Word for word, retype the first line of the records and every following line through the one containing "distribution is prohibited.".

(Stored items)
==========

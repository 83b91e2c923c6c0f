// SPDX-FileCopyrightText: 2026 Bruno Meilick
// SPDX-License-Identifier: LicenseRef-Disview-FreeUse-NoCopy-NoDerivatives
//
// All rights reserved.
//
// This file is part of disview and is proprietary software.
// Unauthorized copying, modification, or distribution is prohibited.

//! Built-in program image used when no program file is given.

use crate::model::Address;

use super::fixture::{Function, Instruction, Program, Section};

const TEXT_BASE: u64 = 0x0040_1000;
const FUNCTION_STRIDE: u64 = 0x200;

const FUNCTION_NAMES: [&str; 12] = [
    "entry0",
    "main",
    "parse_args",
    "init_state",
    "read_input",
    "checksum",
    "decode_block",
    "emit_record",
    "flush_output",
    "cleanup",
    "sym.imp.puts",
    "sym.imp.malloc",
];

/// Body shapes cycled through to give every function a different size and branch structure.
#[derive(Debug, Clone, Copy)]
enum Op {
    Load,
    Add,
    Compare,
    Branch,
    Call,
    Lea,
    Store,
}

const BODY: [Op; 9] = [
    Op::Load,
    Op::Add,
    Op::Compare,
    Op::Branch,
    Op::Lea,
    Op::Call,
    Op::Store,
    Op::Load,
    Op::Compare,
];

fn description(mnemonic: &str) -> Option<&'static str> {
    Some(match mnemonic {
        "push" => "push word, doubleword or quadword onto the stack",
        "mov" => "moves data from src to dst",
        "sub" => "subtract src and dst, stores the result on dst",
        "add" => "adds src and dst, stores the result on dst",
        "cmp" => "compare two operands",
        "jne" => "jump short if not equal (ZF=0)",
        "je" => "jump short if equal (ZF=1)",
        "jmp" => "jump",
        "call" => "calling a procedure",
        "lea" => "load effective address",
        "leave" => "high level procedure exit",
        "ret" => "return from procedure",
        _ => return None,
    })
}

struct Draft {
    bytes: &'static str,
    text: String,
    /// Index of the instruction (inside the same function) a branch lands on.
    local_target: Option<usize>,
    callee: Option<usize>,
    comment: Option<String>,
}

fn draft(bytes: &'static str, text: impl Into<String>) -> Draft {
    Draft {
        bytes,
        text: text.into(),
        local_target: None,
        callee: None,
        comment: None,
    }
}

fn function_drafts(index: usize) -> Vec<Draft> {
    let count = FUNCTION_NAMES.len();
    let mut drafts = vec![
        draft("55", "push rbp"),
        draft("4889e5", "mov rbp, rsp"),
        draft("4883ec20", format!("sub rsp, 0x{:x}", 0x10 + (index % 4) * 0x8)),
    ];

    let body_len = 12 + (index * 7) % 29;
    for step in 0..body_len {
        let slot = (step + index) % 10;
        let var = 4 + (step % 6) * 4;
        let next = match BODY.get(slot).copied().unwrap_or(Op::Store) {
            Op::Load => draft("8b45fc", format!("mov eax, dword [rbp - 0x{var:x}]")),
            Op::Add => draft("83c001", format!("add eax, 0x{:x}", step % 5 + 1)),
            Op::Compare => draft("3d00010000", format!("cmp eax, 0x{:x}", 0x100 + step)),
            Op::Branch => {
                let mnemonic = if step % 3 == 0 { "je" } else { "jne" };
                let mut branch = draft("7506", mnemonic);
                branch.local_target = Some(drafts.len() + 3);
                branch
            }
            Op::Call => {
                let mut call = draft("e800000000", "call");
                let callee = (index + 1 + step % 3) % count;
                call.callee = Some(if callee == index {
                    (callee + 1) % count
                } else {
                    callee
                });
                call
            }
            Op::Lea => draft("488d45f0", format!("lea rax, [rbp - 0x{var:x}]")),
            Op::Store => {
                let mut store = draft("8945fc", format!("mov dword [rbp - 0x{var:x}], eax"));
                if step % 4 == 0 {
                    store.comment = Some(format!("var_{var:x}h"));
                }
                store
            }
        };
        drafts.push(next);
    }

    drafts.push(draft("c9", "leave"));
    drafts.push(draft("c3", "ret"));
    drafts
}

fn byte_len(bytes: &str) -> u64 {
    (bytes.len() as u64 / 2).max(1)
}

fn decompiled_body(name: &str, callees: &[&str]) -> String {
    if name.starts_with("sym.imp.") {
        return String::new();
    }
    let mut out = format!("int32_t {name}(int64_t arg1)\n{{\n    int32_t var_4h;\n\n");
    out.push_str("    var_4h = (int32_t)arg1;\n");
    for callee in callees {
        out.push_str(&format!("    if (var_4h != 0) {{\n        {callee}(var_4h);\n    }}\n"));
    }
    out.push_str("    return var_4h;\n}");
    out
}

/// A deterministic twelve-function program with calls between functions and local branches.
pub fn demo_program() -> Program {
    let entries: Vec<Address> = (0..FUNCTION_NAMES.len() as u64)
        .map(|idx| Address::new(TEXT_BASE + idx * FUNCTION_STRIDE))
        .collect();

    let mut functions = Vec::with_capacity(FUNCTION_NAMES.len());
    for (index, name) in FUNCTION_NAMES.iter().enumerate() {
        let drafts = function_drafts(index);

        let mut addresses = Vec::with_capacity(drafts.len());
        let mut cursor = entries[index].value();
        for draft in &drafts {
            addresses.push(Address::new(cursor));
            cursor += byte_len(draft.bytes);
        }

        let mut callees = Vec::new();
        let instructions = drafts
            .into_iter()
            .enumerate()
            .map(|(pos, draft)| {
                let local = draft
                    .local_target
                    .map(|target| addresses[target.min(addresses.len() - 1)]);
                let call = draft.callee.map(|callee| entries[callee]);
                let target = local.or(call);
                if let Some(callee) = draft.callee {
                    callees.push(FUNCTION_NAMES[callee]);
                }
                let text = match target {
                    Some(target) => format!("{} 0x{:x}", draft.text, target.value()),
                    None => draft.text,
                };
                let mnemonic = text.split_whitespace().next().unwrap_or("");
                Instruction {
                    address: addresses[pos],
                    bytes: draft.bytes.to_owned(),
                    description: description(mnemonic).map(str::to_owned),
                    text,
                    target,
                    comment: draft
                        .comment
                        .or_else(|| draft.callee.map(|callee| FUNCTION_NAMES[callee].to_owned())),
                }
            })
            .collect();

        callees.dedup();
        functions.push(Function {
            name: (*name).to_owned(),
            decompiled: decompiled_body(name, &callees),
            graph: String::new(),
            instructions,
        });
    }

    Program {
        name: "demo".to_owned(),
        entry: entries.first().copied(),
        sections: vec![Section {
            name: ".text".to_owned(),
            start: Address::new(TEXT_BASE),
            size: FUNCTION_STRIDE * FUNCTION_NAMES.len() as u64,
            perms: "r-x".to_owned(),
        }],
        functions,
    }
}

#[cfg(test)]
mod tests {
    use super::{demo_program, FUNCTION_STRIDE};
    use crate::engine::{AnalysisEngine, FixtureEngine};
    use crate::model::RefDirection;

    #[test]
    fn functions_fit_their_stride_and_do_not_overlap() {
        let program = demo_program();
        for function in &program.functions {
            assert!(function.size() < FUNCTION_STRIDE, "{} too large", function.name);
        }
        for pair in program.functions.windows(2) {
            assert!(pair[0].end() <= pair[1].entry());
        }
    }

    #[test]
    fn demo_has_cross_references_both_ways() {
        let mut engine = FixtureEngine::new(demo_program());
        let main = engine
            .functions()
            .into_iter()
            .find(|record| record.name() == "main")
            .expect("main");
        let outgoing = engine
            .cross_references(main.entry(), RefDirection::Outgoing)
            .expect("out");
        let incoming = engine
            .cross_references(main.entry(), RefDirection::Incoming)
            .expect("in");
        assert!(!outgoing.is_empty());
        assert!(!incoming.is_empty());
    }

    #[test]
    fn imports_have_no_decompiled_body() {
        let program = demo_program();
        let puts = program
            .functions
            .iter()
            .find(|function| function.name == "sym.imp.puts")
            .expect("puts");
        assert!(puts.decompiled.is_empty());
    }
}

==========

* SOLVED EXERCISE:
repository 83b91e2c923c6c0f
// SPDX-FileCopyrightText: 2026 Bruno Meilick
// SPDX-License-Identifier: LicenseRef-Disview-FreeUse-NoCopy-NoDerivatives
//
// All rights reserved.
//
// This file is part of disview and is proprietary software.
// Unauthorized copying, modification, or distribution is prohibited.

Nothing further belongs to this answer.